We support “freedom of assembly,” but not for the Ku Klux Klan, communists, Nazis, anti-abortion groups or other organizations we deem unacceptable.
The simple definition of hypocrisy is saying one thing and doing something else.
Political journalist John Dickinson in a 2010 article in Slate described three forms of political hypocrisy. One form is procedural hypocrisy. This is the least harmful form since it primarily impacts those in legislative bodies.
The filibuster is an example of procedural hypocrisy. Until the end of the 1960s, the filibuster was mostly used by Southern Democrats to oppose civil rights. Stopping a filibuster at that time took a two-thirds vote and was seldom successful. Attempts to lower the two-thirds vote were always met with the argument it was essential in protecting the rights of the minority.
When the filibuster rule was changed so that it only took 60 votes to stop a filibuster, it became increasingly used by liberals to oppose the Vietnam War and other Republican policies. Liberals who had detested the filibuster now embraced the technique.
A second form is policy hypocrisy. Every Republican in the House and all but three Republicans in the Senate voted against the American Recovery and Reinvestment Act, better known as the Obama stimulus plan. That did not stop more than 100 Republicans from seeking funds from the stimulus program.
President Barack Obama and the Democrats widely attacked the secrecy of the George W. Bush administration and Obama promised “the most transparent” administration in history. Jill Abramson, executive editor of The New York Times, recently accused the Obama White House of being “the most secretive White House” she has covered. It is currently conducting seven criminal investigations into leaks, more than twice the number of any prior administration. So much for transparency.
During the Bush presidency, the Democrats opposed the invasive intelligence gathering of the National Security Agency (NSA), while Republicans uniformly supported the program. Now it is the Democrats who support the intelligence gathering that Republicans now find intrusive.
A recent Washington Post survey found that 64 percent of Democrats support NSA monitoring compared to 52 percent of Republicans. During the Bush administration, 75 percent supported the NSA programs compared to just 36 percent of Democrats.
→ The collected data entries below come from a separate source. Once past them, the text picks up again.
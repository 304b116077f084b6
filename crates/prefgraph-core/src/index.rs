use std::collections::HashSet;
use tracing::{debug, warn};

use crate::{
    Category, CategoryOption, Channel, ChannelOption, CheckState, CompactHashMap, EngineConfig,
    Event, EventOption, OptionKey, OptionKind, PrefGraphError, Result, Subscription,
    SubscriptionPair,
};

/// Flat, addressable view of a Channel / Category / Event hierarchy.
///
/// Holds one [`EventOption`] per (channel, event) pair, ordered category
/// first, then event, then channel. Alongside it keeps lookup tables
/// (channel, category, event → owning category) so a propagation only
/// touches the children of the group it updates.
#[derive(Debug, Clone)]
pub struct OptionIndex {
    channels: Vec<Channel>,
    categories: Vec<Category>,
    event_options: Vec<EventOption>,
    channel_pos: CompactHashMap<String, usize>,
    category_pos: CompactHashMap<String, usize>,
    /// event id -> index into `categories`
    event_category: CompactHashMap<String, usize>,
    /// (channel, event) key -> index into `event_options`
    event_option_pos: CompactHashMap<OptionKey, usize>,
}

impl OptionIndex {
    pub fn build(
        categories: &[Category],
        channels: &[Channel],
        subscriptions: &[Subscription],
    ) -> Result<Self> {
        Self::build_with(categories, channels, subscriptions, &EngineConfig::default())
    }

    pub fn build_with(
        categories: &[Category],
        channels: &[Channel],
        subscriptions: &[Subscription],
        config: &EngineConfig,
    ) -> Result<Self> {
        let mut index = Self {
            channels: Vec::with_capacity(channels.len()),
            categories: Vec::with_capacity(categories.len()),
            event_options: Vec::new(),
            channel_pos: CompactHashMap::with_capacity(channels.len()),
            category_pos: CompactHashMap::with_capacity(categories.len()),
            event_category: CompactHashMap::default(),
            event_option_pos: CompactHashMap::default(),
        };

        for channel in channels {
            if index.channel_pos.contains_key(channel.id.as_str()) {
                duplicate(config, OptionKind::Channel, &channel.id)?;
                continue;
            }
            index.channel_pos.insert(channel.id.clone(), index.channels.len());
            index.channels.push(channel.clone());
        }

        for category in categories {
            if index.category_pos.contains_key(category.id.as_str()) {
                duplicate(config, OptionKind::Category, &category.id)?;
                continue;
            }
            let pos = index.categories.len();
            let mut events = Vec::with_capacity(category.events.len());
            for event in &category.events {
                // an event id must map to exactly one category, or its keys collide
                if index.event_category.contains_key(event.id.as_str()) {
                    duplicate(config, OptionKind::Event, &event.id)?;
                    continue;
                }
                index.event_category.insert(event.id.clone(), pos);
                events.push(event.clone());
            }
            if events.is_empty() {
                warn!(category = %category.id, "category has no events");
            }
            index.category_pos.insert(category.id.clone(), pos);
            index.categories.push(Category {
                id: category.id.clone(),
                name: category.name.clone(),
                events,
            });
        }

        let subscribed: HashSet<SubscriptionPair> = subscriptions
            .iter()
            .map(Subscription::pair)
            .filter(|pair| {
                let known = index.channel_pos.contains_key(pair.channel_id.as_str())
                    && index.event_category.contains_key(pair.event_id.as_str());
                if !known {
                    debug!(
                        event = %pair.event_id,
                        channel = %pair.channel_id,
                        "ignoring subscription outside the hierarchy"
                    );
                }
                known
            })
            .collect();

        for category in &index.categories {
            let category_ref = category.to_ref();
            for event in &category.events {
                for channel in &index.channels {
                    let pair = SubscriptionPair::new(event.id.clone(), channel.id.clone());
                    let checked = if subscribed.contains(&pair) {
                        CheckState::Checked
                    } else {
                        CheckState::Unchecked
                    };
                    index.event_option_pos.insert(
                        OptionKey::event(channel.id.clone(), event.id.clone()),
                        index.event_options.len(),
                    );
                    index.event_options.push(
                        EventOption::new(event.clone(), category_ref.clone(), channel.clone())
                            .with_checked(checked),
                    );
                }
            }
        }

        debug!(
            channels = index.channels.len(),
            categories = index.categories.len(),
            event_options = index.event_options.len(),
            "option index built"
        );
        Ok(index)
    }

    pub fn channels(&self) -> &[Channel] {
        &self.channels
    }

    pub fn categories(&self) -> &[Category] {
        &self.categories
    }

    pub fn channel(&self, id: &str) -> Option<&Channel> {
        self.channel_pos.get(id).map(|&pos| &self.channels[pos])
    }

    pub fn category(&self, id: &str) -> Option<&Category> {
        self.category_pos.get(id).map(|&pos| &self.categories[pos])
    }

    /// Events of a category, in declaration order.
    pub fn events_of(&self, category: &str) -> Option<&[Event]> {
        self.category(category).map(|c| c.events.as_slice())
    }

    /// Category owning an event.
    pub fn category_of(&self, event: &str) -> Option<&Category> {
        self.event_category
            .get(event)
            .map(|&pos| &self.categories[pos])
    }

    pub fn event_options(&self) -> &[EventOption] {
        &self.event_options
    }

    pub fn event_option(&self, channel: &str, event: &str) -> Option<&EventOption> {
        self.event_option_pos
            .get(&OptionKey::event(channel, event))
            .map(|&pos| &self.event_options[pos])
    }

    pub fn channel_option(&self, channel: &str) -> Option<ChannelOption> {
        self.channel(channel).map(|channel| ChannelOption {
            channel: channel.clone(),
        })
    }

    pub fn category_option(&self, channel: &str, category: &str) -> Option<CategoryOption> {
        let channel = self.channel(channel)?;
        let category = self.category(category)?;
        Some(CategoryOption {
            category: category.to_ref(),
            channel: channel.clone(),
        })
    }

    /// Event options that start out checked because a subscription exists.
    pub fn initially_checked(&self) -> impl Iterator<Item = &EventOption> {
        self.event_options.iter().filter(|o| o.checked.is_checked())
    }

    pub fn contains(&self, key: &OptionKey) -> bool {
        match key {
            OptionKey::Channel { channel } => self.channel_pos.contains_key(channel.as_str()),
            OptionKey::Category { channel, category } => {
                self.channel_pos.contains_key(channel.as_str())
                    && self.category_pos.contains_key(category.as_str())
            }
            OptionKey::Event { .. } => self.event_option_pos.contains_key(key),
        }
    }

    /// Every channel, category and event key, channel by channel in hierarchy order.
    pub fn keys(&self) -> Vec<OptionKey> {
        let mut keys = Vec::with_capacity(self.len());
        for channel in &self.channels {
            keys.push(OptionKey::channel(channel.id.clone()));
            for category in &self.categories {
                keys.push(OptionKey::category(channel.id.clone(), category.id.clone()));
                for event in &category.events {
                    keys.push(OptionKey::event(channel.id.clone(), event.id.clone()));
                }
            }
        }
        keys
    }

    /// Number of addressable options of all kinds.
    pub fn len(&self) -> usize {
        self.channels.len() * (1 + self.categories.len()) + self.event_options.len()
    }

    pub fn is_empty(&self) -> bool {
        self.channels.is_empty()
    }
}

fn duplicate(config: &EngineConfig, kind: OptionKind, id: &str) -> Result<()> {
    if config.strict_hierarchy {
        return Err(PrefGraphError::DuplicateId {
            kind,
            id: id.to_string(),
        });
    }
    warn!(%kind, id, "skipping duplicate id");
    Ok(())
}

#[cfg(test)]
mod tests {
    use super::*;
    use crate::EntityRef;

    fn hierarchy() -> (Vec<Category>, Vec<Channel>) {
        let categories = vec![
            Category::new("c1", "Trades", vec![Event::new("a", "A"), Event::new("b", "B")]),
            Category::new("c2", "Logistics", vec![Event::new("c", "C")]),
        ];
        let channels = vec![Channel::new("x", "Push"), Channel::new("y", "Feed")];
        (categories, channels)
    }

    fn sub(event: &str, channel: &str) -> Subscription {
        Subscription::new(
            format!("s-{}-{}", event, channel),
            EntityRef::new(event, ""),
            EntityRef::new(channel, ""),
        )
    }

    #[test]
    fn order_is_category_event_channel() {
        let (categories, channels) = hierarchy();
        let index = OptionIndex::build(&categories, &channels, &[]).unwrap();
        let order: Vec<String> = index
            .event_options()
            .iter()
            .map(|o| o.key().unwrap().to_string())
            .collect();
        assert_eq!(order, vec!["x__a", "y__a", "x__b", "y__b", "x__c", "y__c"]);
        assert_eq!(index.len(), 2 * 3 + 6);
        assert_eq!(index.keys().len(), index.len());
    }

    #[test]
    fn subscriptions_mark_options_checked() {
        let (categories, channels) = hierarchy();
        let subs = vec![sub("a", "y"), sub("c", "x"), sub("zzz", "x"), sub("a", "nope")];
        let index = OptionIndex::build(&categories, &channels, &subs).unwrap();

        let checked: Vec<String> = index
            .initially_checked()
            .map(|o| o.key().unwrap().to_string())
            .collect();
        assert_eq!(checked, vec!["y__a", "x__c"]);
        assert_eq!(
            index.event_option("y", "a").unwrap().checked,
            CheckState::Checked
        );
    }

    #[test]
    fn secondary_lookups() {
        let (categories, channels) = hierarchy();
        let index = OptionIndex::build(&categories, &channels, &[]).unwrap();

        assert_eq!(index.category_of("b").unwrap().id, "c1");
        assert_eq!(index.events_of("c2").unwrap().len(), 1);
        assert!(index.events_of("missing").is_none());
        assert!(index.contains(&OptionKey::category("x", "c2")));
        assert!(!index.contains(&OptionKey::category("z", "c2")));
        assert!(index.contains(&OptionKey::event("y", "c")));
        assert!(!index.contains(&OptionKey::event("y", "c1")));
        assert_eq!(index.category_option("y", "c1").unwrap().key().to_string(), "y__c1");
    }

    #[test]
    fn duplicate_events_are_skipped_unless_strict() {
        let categories = vec![
            Category::new("c1", "One", vec![Event::new("a", "A")]),
            Category::new("c2", "Two", vec![Event::new("a", "A again"), Event::new("b", "B")]),
        ];
        let channels = vec![Channel::new("x", "X"), Channel::new("x", "X again")];

        let index = OptionIndex::build(&categories, &channels, &[]).unwrap();
        assert_eq!(index.channels().len(), 1);
        assert_eq!(index.category_of("a").unwrap().id, "c1");
        assert_eq!(index.events_of("c2").unwrap().len(), 1);

        let strict = EngineConfig {
            strict_hierarchy: true,
            ..EngineConfig::default()
        };
        let err = OptionIndex::build_with(&categories, &channels, &[], &strict).unwrap_err();
        assert!(matches!(
            err,
            PrefGraphError::DuplicateId { kind: OptionKind::Channel, .. }
        ));
    }
}
//! Newline delimited text protocol.
//!
//! Requests are `<COMMAND>[ <arg>]*\n`, keywords are case sensitive and
//! arguments cannot contain spaces or newlines.
pub mod command;
pub mod line_codec;
pub mod reply;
In other words, if your party does it, it’s good.
Notre Dame political scientist David Campbell discovered that political ties have become stronger than religious ties. Americans prefer to hold tight to their political party and will change their religion if necessary.
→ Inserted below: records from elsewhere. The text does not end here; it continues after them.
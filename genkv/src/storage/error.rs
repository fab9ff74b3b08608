use thiserror::Error;

#[derive(Debug, Error, Clone, PartialEq, Eq)]
pub enum EngineError {
    #[error("key not found")]
    NotFound,
    #[error("engine closed")]
    Closed,
    #[error("read-only transaction")]
    ReadOnly,
    #[error("{0}")]
    Failure(String),
}

pub type Result<T> = std::result::Result<T, EngineError>;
A Stanford University study found Americans are much more likely to have hostile views of members of the other political party than they do of another race. This political polarization has grown so strong that 40 percent of Americans say they would be disappointed if their children married someone from the other political party. Fifty years ago, only 5 percent opposed such unions.
The third form of political hypocrisy is sanctimonious hypocrisy. Remember Eliot Spitzer prosecuting organized prostitution rings as a federal prosecutor? Several years later he would frequently avail himself of their services.
How many members of Congress campaign as defenders of marriage and then end up having extramarital affairs? Republican Sens. John Ensign of Nevada and David Vitter of Louisiana come to mind.
Remember Speaker of the House Newt Gingrich leading the impeachment proceedings against President Bill Clinton for his sexual indiscretions at the same time he was cheating on his second wife by sleeping with a staffer who would become his third wife.
There is little doubt that political hypocrisy has helped to diminish the stature of politics and politicians. A recent study found Americans ranking politicians below cockroaches. As the old joke goes: “How do you know when a politician is lying? They move their lips.”
Before we condemn politicians, perhaps we ought to look in the mirror. Who among us can say they have not changed political positions? How many of us have shifted our political positions over time or depending on which political party was in control.
Do we have the right to expect more of politicians than we expect of ourselves?